¿Por qué el navegador Opera no es tan popular?

Opera es un caso de estudio. Ha sido un navegador revolucionario e innovador, además de ser también uno de los más rápidos y eficientes. Sin embargo, hasta la fecha, no ha tenido un boom en crecimiento de usuarios.

El legendario navegador ha implementado:

  • Las pestañas de navegación.
  • Gestos con el ratón.
  • Pantalla de marcado rápido.
  • Cliente de correo integrado.
  • Manejador de descargas (directas y vía torrents).
  • Estándares antes que cualquier otro.
  • IRC, Chat, Notas, Widgets… y muchísimas otras features.

Entonces, ¿Por qué no es el navegador más usado?

Incluso en un sitio como IdentidadGeek, donde evidentemente, la mayoría de los lectores son Geeks y no predomina Internet Explorer, el porcentaje de visitas desde Opera sigue siendo muy pequeño, como se puede ver en la gráfica. ¿Por qué?

Los usuarios de Opera son un selecto conjunto de groupies del mismo navegador, quienes posiblemente son más peligrosos que los propios Apple Fanboys. Lo interesante es eso, aunque su masa de usuarios no crece, es muy activa, tanto que literalmente hay una comunidad y una red social usada por muchos de sus usuarios: My Opera.

Google Chrome y Mozilla Firefox se las han arreglado para superar a los navegadores de facto en los sistemas operativos Windows y Mac, donde IE tiene la peor reputación del mundo y Safari tampoco es tan popular -ni seguro. ¿Que es lo que atrae a los usuarios de Chrome y Firefox?

En mi casa todo mundo usa Opera, desde mi hermana hasta mi padre. Antes de conocer Google Chrome y su velocidad extrema, lo utilicé por muchos años. Lo evangelicé en mi casa y nadie se negó, a pesar de que ya conocían otras opciones. De hecho, fui el único que cambió a Chrome y nadie de la familia me siguió. Entonces, no es un problema de usabilidad o de rendimiento.

Posiblemente la razón sea un mal manejo de publicidad. Actualmente el sitio de Opera explica muy bien todas sus innovaciones y herramientas, sin embargo son tantas que es difícil para el usuario común, entenderlas, cuantificarlas y compararlas con las características de su competencia. Si nos fijamos en la campaña de Google Chrome, su único estandarte dice: rápido y sencillo. Eso lo entiende cualquiera.

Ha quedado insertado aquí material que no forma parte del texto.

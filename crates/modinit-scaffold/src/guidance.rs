//! Installation guidance shown when the toolchain is missing.

use std::path::PathBuf;

/// Platform type for installation hints.
#[derive(Debug, Clone, Copy, PartialEq, Eq)]
pub enum Platform {
    MacOS,
    Linux,
    Windows,
    Unknown,
}

impl Platform {
    /// Detect the current platform.
    pub fn detect() -> Self {
        if cfg!(target_os = "macos") {
            Platform::MacOS
        } else if cfg!(target_os = "linux") {
            Platform::Linux
        } else if cfg!(target_os = "windows") {
            Platform::Windows
        } else {
            Platform::Unknown
        }
    }

    /// Get the platform display name.
    pub fn name(&self) -> &'static str {
        match self {
            Platform::MacOS => "macOS",
            Platform::Linux => "Linux",
            Platform::Windows => "Windows",
            Platform::Unknown => "Unknown",
        }
    }

    /// Install commands for the Go toolchain on this platform.
    pub fn install_hints(&self) -> &'static [&'static str] {
        match self {
            Platform::MacOS => &["brew install go"],
            Platform::Linux => &[
                "sudo apt install golang-go   # Debian/Ubuntu",
                "sudo dnf install golang      # Fedora/RHEL",
                "sudo pacman -S go            # Arch",
            ],
            Platform::Windows => &["winget install GoLang.Go", "choco install golang"],
            Platform::Unknown => &[],
        }
    }
}

/// Render install guidance for `toolchain`.
///
/// `searched` lists the PATH directories that were searched.
pub fn generate_guidance(toolchain: &str, platform: Platform, searched: &[PathBuf]) -> String {
    let mut output = String::new();

    output.push_str(&format!(
        "\n💻 Installing {toolchain} ({})\n",
        platform.name()
    ));
    for hint in platform.install_hints() {
        output.push_str(&format!("   {hint}\n"));
    }
    output.push_str("   Downloads: https://go.dev/dl/\n");

    output.push_str("\n🔍 Searched PATH:\n");
    if searched.is_empty() {
        output.push_str("   (PATH is empty or unset)\n");
    } else {
        for dir in searched {
            output.push_str(&format!("   {}\n", dir.display()));
        }
    }

    output.push_str(&format!(
        "\nAfter installing, make sure `{toolchain} version` works, then run modinit again.\n"
    ));
    output
}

Cuando las personas toman una elección, lo hacen comparando los beneficios que ofrece cada producto y la publicidad es la encargada de mostrarlos. Pero si no alcanzan a sostener en mente todos los beneficios de un producto (como en el caso de la featuritis de Opera), mucho menos podrán compararlos. En el caso de los navegadores, buscamos en general un solo beneficio en común: el que nos permita navegar mejor.

Google supo aprovechar muy bien esa característica tan especifica, hicieron un navegador donde se pudiera navegar sin complicaciones y lo hicieron muy bien. Esa fue la razón que me hizo cambiar y también fue la razón evitó que mi familia cambiara, pues ya se han acostumbrado a diversas herramientas de Opera -y la verdad es que extraño muchísimo el gestor de descargas.

Sin embargo no todo es oscuro para la empresa noruega, con un total de 150 millones de usuarios en general, sus versiones Opera Mini y Opera Mobile han tenido éxito en el mundo de los celulares (no confundir con los smartphones) y otros dispositivos móviles.

Mientras tanto, el legendario navegador de escritorio vive gracias a sus groupies. ¡Larga vida a Opera!